La demanderesse invoque, à l'appui de son pourvoi, les deux moyens de cassation annexés au présent arrêt.
Le dossier a été communiqué au procureur général.
Sur le rapport de Mme Vallansan, conseiller, les observations de la SCP Gadiou et Chevallier, avocat de Mme P..., de la SCP Yves et Blaise Capron, avocat de la société Caisse régionale de crédit agricole mutuel Provence-Côte d'Azur, et l'avis de Mme Henry, avocat général, après débats en l'audience publique du 30 juin 2020 où étaient présents Mme Mouillard, président, Mme Vallansan, conseiller rapporteur, M. Rémery, conseiller doyen, et Mme Labat, greffier de chambre,
la chambre commerciale, financière et économique de la Cour de cassation, composée des président et conseillers précités, après en avoir délibéré conformément à la loi, a rendu le présent arrêt.
Faits et procédure
1. Selon l'arrêt attaqué (Aix-en-Provence, 10 janvier 2019), la société Caisse régionale de crédit agricole mutuel Provence-Côte d'Azur (la banque) a consenti un prêt à Mme P..., entrepreneur individuel, le 3 janvier 2006. Cette dernière a fait publier une déclaration d'insaisissabilité de sa résidence principale le 3 mai 2010. Elle a été mise en liquidation judiciaire le 7 octobre 2014, la procédure étant clôturée le 3 novembre 2015.
2. La banque, qui avait, sur autorisation du juge de l'exécution, fait inscrire, le 9 novembre 2014, une hypothèque provisoire sur l'immeuble a, le 16 novembre suivant, assigné Mme P... en paiement de sa créance.

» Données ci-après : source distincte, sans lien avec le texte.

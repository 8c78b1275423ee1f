//! Assembled documents must be valid GraphQL.

#![allow(dead_code)]

use apollo_parser::Parser;
use shapeql::{Catalog, GraphQLShape, OperationKind};

fn assert_valid(document: &str) {
    let cst = Parser::new(document).parse();
    let errors: Vec<_> = cst.errors().collect();
    assert!(errors.is_empty(), "invalid document {:?}: {:?}", document, errors);
}

#[derive(GraphQLShape)]
struct Owner {
    login: String,
}

#[derive(GraphQLShape)]
struct Issue {
    number: i64,
    #[graphql(tag = "author,alias=owner")]
    author: Owner,
}

#[derive(GraphQLShape)]
struct PullRequest {
    title: String,
    author: Owner,
}

#[derive(GraphQLShape)]
enum SearchHit {
    Issue(Issue),
    PullRequest(PullRequest),
}

#[derive(GraphQLShape)]
struct Repository {
    #[graphql(tag = "search(query: $query:String!, first: $:Int = 10, states: [OPEN, MERGED])")]
    hits: Vec<SearchHit>,
    #[graphql(tag = r#"owner(filter: {login: "octo", minRepos: 2.0})"#)]
    owner: Owner,
}

#[test]
fn query_with_union_fragments_and_variables_parses() {
    let compiled = shapeql::compile::<Repository>().unwrap();
    assert_eq!(compiled.fragments.len(), 1);
    assert_eq!(compiled.variables.len(), 2);
    let document = compiled.to_query_document(Some("Search")).unwrap();
    assert!(document.contains("states: [OPEN, MERGED]"));
    assert!(document.contains("owner(filter: {login: \"octo\", minRepos: 2.0})"));
    assert_valid(&document);
}

#[derive(GraphQLShape)]
struct CreateIssue {
    #[graphql(tag = "createIssue(title: $title:String!, labels: $labels:[ID!] = [])")]
    issue: Issue,
}

#[test]
fn mutation_parses() {
    let compiled = shapeql::compile::<CreateIssue>().unwrap();
    let document = compiled
        .to_document(OperationKind::Mutation, Some("Create"))
        .unwrap();
    assert!(document.starts_with("mutation Create($title: String!, $labels: [ID!] = []) {"));
    assert_valid(&document);
}

#[test]
fn anonymous_operation_parses() {
    let compiled = shapeql::compile::<Owner>().unwrap();
    assert_valid(&compiled.to_query_document(None).unwrap());
}

#[test]
fn catalog_document_parses() {
    let catalog = Catalog::from_toml_str(
        r#"
        namespace = "shop"
        root = "Query"

        [[shapes.Query.fields]]
        name = "products"
        tag = "products(first: $first:Int!, sort: PRICE)"
        type = "[Product!]!"

        [[shapes.Query.fields]]
        name = "featured"
        type = "Product"

        [[shapes.Product.fields]]
        name = "sku"

        [[shapes.Product.fields]]
        name = "price"
        tag = "price(currency: EUR)"
        "#,
    )
    .unwrap();
    let compiled = shapeql::compile_ref(Some(&catalog.root())).unwrap();
    assert_eq!(compiled.fragments[0].name, "ShopProduct");
    assert_valid(&compiled.to_query_document(Some("Products")).unwrap());
}

#[derive(GraphQLShape)]
struct Dashboard {
    #[graphql(tag = "pinned,alias=top")]
    pinned: PullRequest,
    #[graphql(tag = "search(query: $query:String!)")]
    hits: Vec<SearchHit>,
}

#[test]
fn union_variant_selected_elsewhere_parses() {
    let compiled = shapeql::compile::<Dashboard>().unwrap();
    let document = compiled.to_query_document(Some("Dashboard")).unwrap();
    assert!(document.contains("... on PullRequest { ..."));
    assert_valid(&document);
}

#[test]
fn fragment_names_stay_distinct_across_shapes() {
    let catalog = Catalog::from_json_str(
        r#"{
            "namespace": "main",
            "root": "Query",
            "shapes": {
                "Query": {"fields": [
                    {"name": "a", "type": "Item_a"},
                    {"name": "b", "type": "Item_a"},
                    {"name": "c", "type": "ItemA"},
                    {"name": "d", "type": "ItemA"}
                ]},
                "Item_a": {"fields": [{"name": "id"}]},
                "ItemA": {"fields": [{"name": "sku"}]}
            }
        }"#,
    )
    .unwrap();
    let compiled = shapeql::compile_ref(Some(&catalog.root())).unwrap();
    let names: Vec<&str> = compiled.fragments.iter().map(|f| f.name.as_str()).collect();
    assert_eq!(names, vec!["MainItem_a", "MainItemA"]);
    let document = compiled.to_query_document(None).unwrap();
    assert_eq!(document.matches("fragment MainItemA ").count(), 1);
    assert!(document.contains("c{ ...MainItemA }"));
    assert_valid(&document);
}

Cette dernière a opposé l'irrecevabilité de la demande et sollicité la levée de l'hypothèque.
Examen des moyens
Sur le second moyen
Enoncé du moyen
3. Mme P... fait grief à l'arrêt de rejeter sa demande de mainlevée de l'hypothèque provisoire, alors « que le droit pour le créancier auquel la déclaration d'insaisissabilité est inopposable d'agir en cours de procédure en ce qu'il est directement lié au périmètre de la procédure – biens objet de la poursuite non inclus dans la procédure collective – ne saurait perdurer après la clôture de la liquidation dès lors, d'une part, qu'il expose le débiteur à des poursuites sans fin, d'autre part, est lié au périmètre d'une procédure désormais clôturée et, enfin, crée une trop grande inégalité entre les créanciers ; qu'il en résulte que le créancier ne peut être admis, après la clôture de la liquidation pour insuffisance d'actif, à procéder à une inscription d'hypothèque provisoire sur un immeuble ayant fait l'objet d'une déclaration d'insaisissabilité ; qu'en décidant le contraire, la cour d'appel a violé l'article L. 643-11-I du code de commerce. »
Réponse de la Cour
4. L'arrêt retient exactement qu'un créancier auquel une déclaration d'insaisissabilité d'un immeuble est inopposable peut exercer son droit de poursuite sur celui-ci indépendamment de ses droits dans la procédure collective du propriétaire de cet immeuble.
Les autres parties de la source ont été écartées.